In a study by Charles Stanley Fiduciary Management, professional trustees said they wanted greater use of ESG metrics – with 51% believing ESG should be mandated by regulation. But how effective is ESG investing – and can it really make a difference to society or the planet?
ESG has been described as an “investors’ revolution” as pressure for companies to clean up their act is coming directly from the individuals buying into their businesses. Investors increasingly believe companies that perform well on ESG are less risky, better positioned for the long term and better prepared for uncertainty.
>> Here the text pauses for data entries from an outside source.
//! Test fixtures and collaborator doubles for integration testing

#![allow(dead_code)]

use async_trait::async_trait;
use chrono::{DateTime, Duration, TimeZone, Utc};
use league_ratings::config::AppConfig;
use league_ratings::error::Result;
use league_ratings::metrics::MetricsCollector;
use league_ratings::processing::{CancellationHandle, ChronologicalProcessor, Repositories};
use league_ratings::repository::{InMemoryStore, ProgressSink, RankingWriter, RoundStore};
use league_ratings::types::{
    CalculatedRoundRecord, Game, MatchType, PlayerRef, ProgressRecord, RankingDocument, RoundId,
    RunId, Season, SeasonId, Team, WeeklySnapshot,
};
use std::collections::HashSet;
use std::sync::atomic::{AtomicUsize, Ordering};
use std::sync::{Arc, Mutex};

pub const SEASONS: [&str; 3] = ["2023-spring", "2023-fall", "2024-spring"];
pub const WEEKS_PER_SEASON: u32 = 3;

pub fn kickoff(season_index: usize, week: u32, slot: u32) -> DateTime<Utc> {
    Utc.with_ymd_and_hms(2023, 3, 4, 18, 0, 0).unwrap()
        + Duration::days(120 * season_index as i64)
        + Duration::weeks(week as i64 - 1)
        + Duration::hours(2 * slot as i64)
}

/// Rosters of the four teams in a season; player `h` sits out the fall season
pub fn rosters(season_index: usize) -> Vec<(String, Vec<&'static str>)> {
    let fill_in = if season_index == 1 { "i" } else { "h" };
    let players = ["a", "b", "c", "d", "e", "f", "g", fill_in];
    (0..4)
        .map(|t| {
            // rotate partners between seasons
            let first = players[(t + season_index) % 4];
            let second = players[4 + t];
            (format!("{}-t{}", SEASONS[season_index], t), vec![first, second])
        })
        .collect()
}

pub fn season(index: usize) -> Season {
    Season {
        id: SEASONS[index].to_string(),
        name: SEASONS[index].replace('-', " "),
        order: (SEASONS.len() - 1 - index) as u32,
    }
}

pub fn team(season_index: usize, id: &str, players: &[&str]) -> Team {
    Team {
        id: id.to_string(),
        name: id.to_string(),
        season_id: SEASONS[season_index].to_string(),
        roster: players
            .iter()
            .map(|p| PlayerRef::new(*p, p.to_uppercase()))
            .collect(),
    }
}

pub fn game(
    id: &str,
    season_index: usize,
    home: &str,
    away: &str,
    score: (u32, u32),
    week: u32,
    start_time: DateTime<Utc>,
) -> Game {
    Game {
        id: id.to_string(),
        season_id: SEASONS[season_index].to_string(),
        home_team: Some(home.to_string()),
        away_team: Some(away.to_string()),
        home_score: Some(score.0),
        away_score: Some(score.1),
        match_type: if week == WEEKS_PER_SEASON && season_index == 2 {
            MatchType::Playoff
        } else {
            MatchType::Regular
        },
        start_time,
        week,
        season_order: (SEASONS.len() - 1 - season_index) as u32,
    }
}

/// Every game of the league in chronological order
///
/// Each week has two time slots with two simultaneous games, so every round
/// holds two games.
pub fn league_games() -> Vec<Game> {
    let mut games = Vec::new();
    for season_index in 0..SEASONS.len() {
        let teams: Vec<String> = rosters(season_index).into_iter().map(|(id, _)| id).collect();
        for week in 1..=WEEKS_PER_SEASON {
            let pairings = match week % 3 {
                1 => [[(0, 1), (2, 3)], [(0, 2), (1, 3)]],
                2 => [[(0, 3), (1, 2)], [(1, 0), (3, 2)]],
                _ => [[(2, 0), (3, 1)], [(3, 0), (2, 1)]],
            };
            for (slot, slot_pairings) in pairings.iter().enumerate() {
                for (g, (home, away)) in slot_pairings.iter().enumerate() {
                    let seed = season_index * 31 + week as usize * 7 + slot * 5 + g * 3;
                    let home_score = 8 + (seed % 9) as u32;
                    let mut away_score = 6 + ((seed * 5) % 11) as u32;
                    if away_score == home_score {
                        away_score += 2;
                    }
                    games.push(game(
                        &format!("{}-w{}-s{}-g{}", SEASONS[season_index], week, slot, g),
                        season_index,
                        &teams[*home],
                        &teams[*away],
                        (home_score, away_score),
                        week,
                        kickoff(season_index, week, slot as u32),
                    ));
                }
            }
        }
    }
    games
}

/// A store holding seasons and teams but no games
pub fn empty_league() -> Arc<InMemoryStore> {
    let store = InMemoryStore::new();
    for season_index in 0..SEASONS.len() {
        store.insert_season(season(season_index)).unwrap();
        for (id, players) in rosters(season_index) {
            store.insert_team(team(season_index, &id, &players)).unwrap();
        }
    }
    Arc::new(store)
}

/// A store holding the games selected by `keep`
pub fn league_with(keep: impl Fn(&Game) -> bool) -> Arc<InMemoryStore> {
    let store = empty_league();
    for game in league_games().into_iter().filter(|g| keep(g)) {
        store.insert_game(game).unwrap();
    }
    store
}

pub fn full_league() -> Arc<InMemoryStore> {
    league_with(|_| true)
}

pub fn processor(store: Arc<InMemoryStore>) -> ChronologicalProcessor {
    processor_with(Repositories::from_store(store), &AppConfig::default())
}

pub fn processor_with(repos: Repositories, config: &AppConfig) -> ChronologicalProcessor {
    ChronologicalProcessor::new(repos, config, Arc::new(MetricsCollector::new().unwrap())).unwrap()
}

/// Assert two ranking sets agree on everything derived from the game log
pub fn assert_rankings_match(
    left: &std::collections::BTreeMap<String, RankingDocument>,
    right: &std::collections::BTreeMap<String, RankingDocument>,
) {
    assert_eq!(
        left.keys().collect::<Vec<_>>(),
        right.keys().collect::<Vec<_>>()
    );
    for (id, l) in left {
        let r = &right[id];
        assert!((l.mu - r.mu).abs() < 1e-9, "mu differs for {}: {} vs {}", id, l.mu, r.mu);
        assert!(
            (l.sigma - r.sigma).abs() < 1e-9,
            "sigma differs for {}: {} vs {}",
            id,
            l.sigma,
            r.sigma
        );
        assert_eq!(l.rank, r.rank, "rank differs for {}", id);
        assert_eq!(l.total_games, r.total_games, "total games differ for {}", id);
        assert_eq!(l.total_seasons, r.total_seasons, "total seasons differ for {}", id);
        assert_eq!(l.is_active, r.is_active, "activity differs for {}", id);
    }
}

/// Progress sink that cancels the run on its first report
pub struct CancelOnProgress {
    handle: CancellationHandle,
}

impl CancelOnProgress {
    pub fn new(handle: CancellationHandle) -> Self {
        Self { handle }
    }
}

#[async_trait]
impl ProgressSink for CancelOnProgress {
    async fn report(&self, _record: ProgressRecord) -> Result<()> {
        self.handle.cancel();
        Ok(())
    }
}

/// Ranking writer that fails one chosen batch, once
pub struct FlakyRankingWriter {
    inner: Arc<InMemoryStore>,
    fail_on_call: usize,
    calls: AtomicUsize,
    failed: Mutex<bool>,
}

impl FlakyRankingWriter {
    pub fn new(inner: Arc<InMemoryStore>, fail_on_call: usize) -> Self {
        Self {
            inner,
            fail_on_call,
            calls: AtomicUsize::new(0),
            failed: Mutex::new(false),
        }
    }
}

#[async_trait]
impl RankingWriter for FlakyRankingWriter {
    async fn commit_batch(&self, batch: Vec<RankingDocument>) -> Result<()> {
        let call = self.calls.fetch_add(1, Ordering::SeqCst) + 1;
        {
            let mut failed = self.failed.lock().unwrap();
            if call == self.fail_on_call && !*failed {
                *failed = true;
                return Err(anyhow::anyhow!("simulated commit failure"));
            }
        }
        self.inner.commit_batch(batch).await
    }

    async fn append_snapshot(&self, snapshot: WeeklySnapshot) -> Result<()> {
        self.inner.append_snapshot(snapshot).await
    }
}

/// Round store that yields to the executor inside tracking calls, so two
/// runs joined on one task interleave after taking their locks
pub struct YieldingRoundStore {
    inner: Arc<InMemoryStore>,
}

impl YieldingRoundStore {
    pub fn new(inner: Arc<InMemoryStore>) -> Self {
        Self { inner }
    }
}

#[async_trait]
impl RoundStore for YieldingRoundStore {
    async fn calculated_rounds(&self, season_ids: &[SeasonId]) -> Result<HashSet<RoundId>> {
        tokio::task::yield_now().await;
        self.inner.calculated_rounds(season_ids).await
    }

    async fn mark_calculated(&self, records: Vec<CalculatedRoundRecord>) -> Result<()> {
        self.inner.mark_calculated(records).await
    }

    async fn reset(&self, season_ids: &[SeasonId]) -> Result<()> {
        tokio::task::yield_now().await;
        self.inner.reset(season_ids).await
    }

    async fn acquire_lock(&self, season_ids: &[SeasonId], run_id: RunId) -> Result<()> {
        self.inner.acquire_lock(season_ids, run_id).await
    }

    async fn release_lock(&self, run_id: RunId) -> Result<()> {
        self.inner.release_lock(run_id).await
    }
}

/// Round store whose tracking write fails once, on a chosen call
pub struct FlakyRoundStore {
    inner: Arc<InMemoryStore>,
    fail_on_call: usize,
    calls: AtomicUsize,
}

impl FlakyRoundStore {
    pub fn new(inner: Arc<InMemoryStore>, fail_on_call: usize) -> Self {
        Self {
            inner,
            fail_on_call,
            calls: AtomicUsize::new(0),
        }
    }
}

#[async_trait]
impl RoundStore for FlakyRoundStore {
    async fn calculated_rounds(&self, season_ids: &[SeasonId]) -> Result<HashSet<RoundId>> {
        self.inner.calculated_rounds(season_ids).await
    }

    async fn mark_calculated(&self, records: Vec<CalculatedRoundRecord>) -> Result<()> {
        let call = self.calls.fetch_add(1, Ordering::SeqCst) + 1;
        if call == self.fail_on_call {
            return Err(anyhow::anyhow!("simulated tracking failure"));
        }
        self.inner.mark_calculated(records).await
    }

    async fn reset(&self, season_ids: &[SeasonId]) -> Result<()> {
        self.inner.reset(season_ids).await
    }

    async fn acquire_lock(&self, season_ids: &[SeasonId], run_id: RunId) -> Result<()> {
        self.inner.acquire_lock(season_ids, run_id).await
    }

    async fn release_lock(&self, run_id: RunId) -> Result<()> {
        self.inner.release_lock(run_id).await
    }
}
Last year, Blackrock, the largest asset manager in the world, declared that “sustainability was its new standard for investing”. It called for chief executives to disclose more clearly how they are managing sustainability risks – and warned that companies who do not implement an adequate response will be on the losing side of a significant reallocation of capital.
Larry Fink, BlackRock’s chief executive suggested that, over time, companies and countries that ignore sustainability risks will see problems mounting in other areas. He has argued that this will lead these businesses to encounter growing scepticism from the markets, and in turn, higher borrowing costs when they approach a bank for financing.
This suggest that being lowly related on ESG metrics will not only reduce investors demand for a company’s shares or bonds – but will also impact their P&L account as the cost of debt servicing increases compared with those businesses that rate highly on ESG metrics.
ESG and the Covid-19 sell-off
Evidence that companies with higher ESG scores see their shares perform better in a crisis emerged last year in the pandemic-related sell off. George Serafeim, a professor at Harvard Business School, analysed the share-price fall of more than 3,000 companies all over the world as Covid-19 spread.
He found that companies with strong ESG credentials experienced less negative stock returns during the market collapse. Even more strikingly, there was an even more pronounced effect in industries that were badly hit by the pandemic such as retail, restaurants, and airlines.
These issues will become more financially material over time. As the data becomes more standardised, it is likely that executives will see evidence that ESG is not just about generating a “feel-good factor” but can create real value for their business.
The global move towards better environmental standards is another theme that has been accelerated by the Covid-19 pandemic. Most of the world’s major economies are now implementing massive investment programmes in green energy, to create jobs and futureproof their infrastructure. This means the opportunities for investing in ESG businesses is likely to increase, which could be another factor weighing on the valuations of ESG losers.
Real world impact
Although intentions are clearly sound, we will have to wait and see whether ESG really can save the planet or have a significant positive impact in other areas. As with any other major change, there has been a backlash from some, who argue that the real-world reality is negligible – or that it is even harmful.
In recent months former BlackRock sustainable investing chief Taraq Fancy said ESG was a “deadly distraction” from real policy reforms, while a former executive at Deutsche Bank’s asset management arm, Desiree Fixler, called its sustainability claims “harmful posturing” in an interview with the Wall Street Journal. UK regulators are also starting to look at claims of “greenwashing” by UK companies.
However, ESG is set to become a significant driver of company valuations – even if it has impact in the real world – as investors position themselves into the ESG winners and steer clear of the losers. As more investors choose ESG benchmarks over traditional indices, the difference between being an ESG “winner” and “loser” is likely to become much more meaningful.